(Dataset entries)
:::

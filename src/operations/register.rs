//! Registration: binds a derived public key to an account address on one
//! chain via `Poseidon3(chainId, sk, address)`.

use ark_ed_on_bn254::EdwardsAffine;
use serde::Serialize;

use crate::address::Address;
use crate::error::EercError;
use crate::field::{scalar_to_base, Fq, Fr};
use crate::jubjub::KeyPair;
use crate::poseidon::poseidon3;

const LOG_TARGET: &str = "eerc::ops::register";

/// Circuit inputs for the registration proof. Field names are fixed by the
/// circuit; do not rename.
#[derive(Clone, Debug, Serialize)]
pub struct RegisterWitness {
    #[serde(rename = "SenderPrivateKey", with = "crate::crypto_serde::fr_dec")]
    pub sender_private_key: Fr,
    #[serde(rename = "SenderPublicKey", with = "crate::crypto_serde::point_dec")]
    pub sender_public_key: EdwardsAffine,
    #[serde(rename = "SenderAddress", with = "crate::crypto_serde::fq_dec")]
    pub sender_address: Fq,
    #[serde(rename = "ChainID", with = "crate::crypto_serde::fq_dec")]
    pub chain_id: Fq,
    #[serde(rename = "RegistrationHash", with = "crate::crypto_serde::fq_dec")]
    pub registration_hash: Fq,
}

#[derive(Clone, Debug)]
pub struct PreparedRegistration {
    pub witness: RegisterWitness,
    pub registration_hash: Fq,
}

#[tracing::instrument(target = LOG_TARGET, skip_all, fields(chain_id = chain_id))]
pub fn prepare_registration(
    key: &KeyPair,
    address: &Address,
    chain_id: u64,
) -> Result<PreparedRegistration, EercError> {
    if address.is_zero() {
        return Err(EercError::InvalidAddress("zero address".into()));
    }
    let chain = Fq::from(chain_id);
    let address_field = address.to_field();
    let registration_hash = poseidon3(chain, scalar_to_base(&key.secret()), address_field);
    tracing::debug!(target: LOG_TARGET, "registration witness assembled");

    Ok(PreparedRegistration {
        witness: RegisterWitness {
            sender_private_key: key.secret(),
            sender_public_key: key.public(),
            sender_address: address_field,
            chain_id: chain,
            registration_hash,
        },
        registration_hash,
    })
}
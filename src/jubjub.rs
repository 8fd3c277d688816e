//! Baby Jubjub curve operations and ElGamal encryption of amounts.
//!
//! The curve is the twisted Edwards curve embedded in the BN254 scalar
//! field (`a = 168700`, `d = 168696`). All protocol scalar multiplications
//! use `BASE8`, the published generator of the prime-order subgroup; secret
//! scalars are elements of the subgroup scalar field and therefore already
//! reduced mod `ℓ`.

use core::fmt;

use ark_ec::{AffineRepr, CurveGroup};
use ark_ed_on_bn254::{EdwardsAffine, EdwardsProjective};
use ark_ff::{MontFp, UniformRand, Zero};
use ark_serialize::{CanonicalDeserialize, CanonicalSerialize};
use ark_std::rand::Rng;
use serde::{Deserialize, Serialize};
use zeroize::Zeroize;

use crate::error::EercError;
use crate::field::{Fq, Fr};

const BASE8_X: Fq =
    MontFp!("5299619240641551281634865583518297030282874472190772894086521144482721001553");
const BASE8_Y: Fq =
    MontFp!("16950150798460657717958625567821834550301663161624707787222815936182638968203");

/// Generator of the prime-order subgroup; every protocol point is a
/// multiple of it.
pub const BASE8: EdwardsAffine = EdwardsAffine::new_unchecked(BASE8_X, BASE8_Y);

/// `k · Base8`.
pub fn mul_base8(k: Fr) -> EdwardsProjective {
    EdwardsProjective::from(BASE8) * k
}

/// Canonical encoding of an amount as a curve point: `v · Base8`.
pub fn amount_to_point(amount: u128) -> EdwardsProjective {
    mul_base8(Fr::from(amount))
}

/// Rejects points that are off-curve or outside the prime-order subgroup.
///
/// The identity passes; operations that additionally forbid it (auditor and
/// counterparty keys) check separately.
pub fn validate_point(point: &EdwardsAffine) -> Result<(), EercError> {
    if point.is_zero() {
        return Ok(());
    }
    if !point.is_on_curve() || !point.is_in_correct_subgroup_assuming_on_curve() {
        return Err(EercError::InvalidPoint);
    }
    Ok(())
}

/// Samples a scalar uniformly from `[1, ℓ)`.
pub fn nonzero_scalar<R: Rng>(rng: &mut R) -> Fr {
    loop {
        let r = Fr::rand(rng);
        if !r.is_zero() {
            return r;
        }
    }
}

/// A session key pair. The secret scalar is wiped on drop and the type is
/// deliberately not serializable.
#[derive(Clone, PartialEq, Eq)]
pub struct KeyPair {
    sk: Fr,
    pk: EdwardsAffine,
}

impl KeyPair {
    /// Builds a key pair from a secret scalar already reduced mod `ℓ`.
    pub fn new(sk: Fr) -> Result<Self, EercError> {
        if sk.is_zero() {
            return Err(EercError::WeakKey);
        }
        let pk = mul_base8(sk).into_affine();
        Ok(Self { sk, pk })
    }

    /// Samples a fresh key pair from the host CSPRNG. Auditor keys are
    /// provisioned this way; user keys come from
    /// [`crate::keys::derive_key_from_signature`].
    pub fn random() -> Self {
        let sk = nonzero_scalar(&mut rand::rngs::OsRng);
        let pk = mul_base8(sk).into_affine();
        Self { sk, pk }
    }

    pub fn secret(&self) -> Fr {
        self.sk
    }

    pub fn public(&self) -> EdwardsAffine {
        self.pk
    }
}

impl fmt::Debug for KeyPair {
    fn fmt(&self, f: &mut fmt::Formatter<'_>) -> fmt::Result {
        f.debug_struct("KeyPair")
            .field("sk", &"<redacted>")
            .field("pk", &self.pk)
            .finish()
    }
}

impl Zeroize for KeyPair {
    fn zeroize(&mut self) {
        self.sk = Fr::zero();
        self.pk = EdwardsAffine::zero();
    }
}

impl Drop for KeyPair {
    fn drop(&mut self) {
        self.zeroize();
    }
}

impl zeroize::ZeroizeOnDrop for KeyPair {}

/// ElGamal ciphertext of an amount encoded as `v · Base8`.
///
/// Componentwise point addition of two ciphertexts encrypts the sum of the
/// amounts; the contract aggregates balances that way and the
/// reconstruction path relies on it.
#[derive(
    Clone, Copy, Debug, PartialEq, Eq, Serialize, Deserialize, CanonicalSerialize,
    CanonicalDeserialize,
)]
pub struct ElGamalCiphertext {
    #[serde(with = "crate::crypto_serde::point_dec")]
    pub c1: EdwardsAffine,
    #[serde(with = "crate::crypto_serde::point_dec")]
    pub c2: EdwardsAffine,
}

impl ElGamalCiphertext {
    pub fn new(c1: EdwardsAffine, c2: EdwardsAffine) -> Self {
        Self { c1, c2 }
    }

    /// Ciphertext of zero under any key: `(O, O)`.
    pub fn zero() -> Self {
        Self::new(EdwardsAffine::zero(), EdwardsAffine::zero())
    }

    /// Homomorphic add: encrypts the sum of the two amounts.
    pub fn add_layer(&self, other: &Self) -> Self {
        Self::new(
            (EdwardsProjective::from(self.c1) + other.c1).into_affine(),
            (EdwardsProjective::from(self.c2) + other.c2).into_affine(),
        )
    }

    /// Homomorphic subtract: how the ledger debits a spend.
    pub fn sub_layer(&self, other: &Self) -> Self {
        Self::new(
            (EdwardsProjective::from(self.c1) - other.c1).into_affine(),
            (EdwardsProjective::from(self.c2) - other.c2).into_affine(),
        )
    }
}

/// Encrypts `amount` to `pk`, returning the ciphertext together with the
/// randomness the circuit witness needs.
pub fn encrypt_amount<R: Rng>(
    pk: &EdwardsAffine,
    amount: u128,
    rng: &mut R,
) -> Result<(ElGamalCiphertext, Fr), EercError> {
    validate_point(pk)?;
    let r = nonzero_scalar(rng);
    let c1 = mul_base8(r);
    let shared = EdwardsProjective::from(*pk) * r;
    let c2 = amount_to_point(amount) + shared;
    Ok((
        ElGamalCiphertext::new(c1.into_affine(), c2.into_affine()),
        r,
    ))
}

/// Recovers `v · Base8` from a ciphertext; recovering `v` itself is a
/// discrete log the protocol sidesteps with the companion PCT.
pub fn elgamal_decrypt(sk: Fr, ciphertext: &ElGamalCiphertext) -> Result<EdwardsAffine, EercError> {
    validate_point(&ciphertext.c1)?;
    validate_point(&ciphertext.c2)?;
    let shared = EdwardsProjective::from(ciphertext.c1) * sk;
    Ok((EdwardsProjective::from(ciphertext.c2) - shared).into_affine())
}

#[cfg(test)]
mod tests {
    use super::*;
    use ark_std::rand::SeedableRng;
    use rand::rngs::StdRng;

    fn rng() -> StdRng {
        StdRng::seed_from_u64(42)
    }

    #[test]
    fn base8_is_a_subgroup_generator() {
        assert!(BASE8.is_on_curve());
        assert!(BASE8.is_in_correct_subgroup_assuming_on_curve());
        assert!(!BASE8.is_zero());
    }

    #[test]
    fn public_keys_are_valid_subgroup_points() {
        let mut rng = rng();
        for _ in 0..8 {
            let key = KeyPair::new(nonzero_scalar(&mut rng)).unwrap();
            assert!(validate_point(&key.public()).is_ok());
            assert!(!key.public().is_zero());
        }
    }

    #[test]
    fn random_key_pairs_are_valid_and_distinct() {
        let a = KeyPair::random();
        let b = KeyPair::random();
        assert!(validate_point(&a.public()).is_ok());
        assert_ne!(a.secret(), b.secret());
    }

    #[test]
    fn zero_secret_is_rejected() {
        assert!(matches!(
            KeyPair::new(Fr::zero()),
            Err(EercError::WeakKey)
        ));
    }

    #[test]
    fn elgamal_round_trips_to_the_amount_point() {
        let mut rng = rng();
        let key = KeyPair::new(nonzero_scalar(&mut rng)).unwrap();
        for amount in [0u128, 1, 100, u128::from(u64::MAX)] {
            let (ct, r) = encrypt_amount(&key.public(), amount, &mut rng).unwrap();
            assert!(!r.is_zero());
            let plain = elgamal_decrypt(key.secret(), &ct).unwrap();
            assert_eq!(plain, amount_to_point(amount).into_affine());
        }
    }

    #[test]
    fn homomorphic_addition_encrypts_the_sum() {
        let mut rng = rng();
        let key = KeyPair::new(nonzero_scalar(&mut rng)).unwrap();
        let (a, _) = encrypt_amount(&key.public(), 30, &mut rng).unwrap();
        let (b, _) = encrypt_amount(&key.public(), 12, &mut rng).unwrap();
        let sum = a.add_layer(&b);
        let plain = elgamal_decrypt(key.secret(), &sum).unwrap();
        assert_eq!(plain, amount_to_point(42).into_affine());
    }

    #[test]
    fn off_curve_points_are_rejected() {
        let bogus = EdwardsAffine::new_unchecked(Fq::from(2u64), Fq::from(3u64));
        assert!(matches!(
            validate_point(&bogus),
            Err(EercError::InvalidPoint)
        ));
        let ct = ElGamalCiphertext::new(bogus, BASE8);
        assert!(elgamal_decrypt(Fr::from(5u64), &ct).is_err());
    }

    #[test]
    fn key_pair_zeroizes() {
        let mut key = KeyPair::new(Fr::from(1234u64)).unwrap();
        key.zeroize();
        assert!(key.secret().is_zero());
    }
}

:::

**Task goal**
Every line from the one containing "assert!(elgamal_decrypt(Fr::from(5u64), &ct).is_err());" through the end of the entries above must be echoed exactly, with both ends kept.

**Result of this exercise**
        assert!(elgamal_decrypt(Fr::from(5u64), &ct).is_err());
    }

    #[test]
    fn key_pair_zeroizes() {
        let mut key = KeyPair::new(Fr::from(1234u64)).unwrap();
        key.zeroize();
        assert!(key.secret().is_zero());
    }
}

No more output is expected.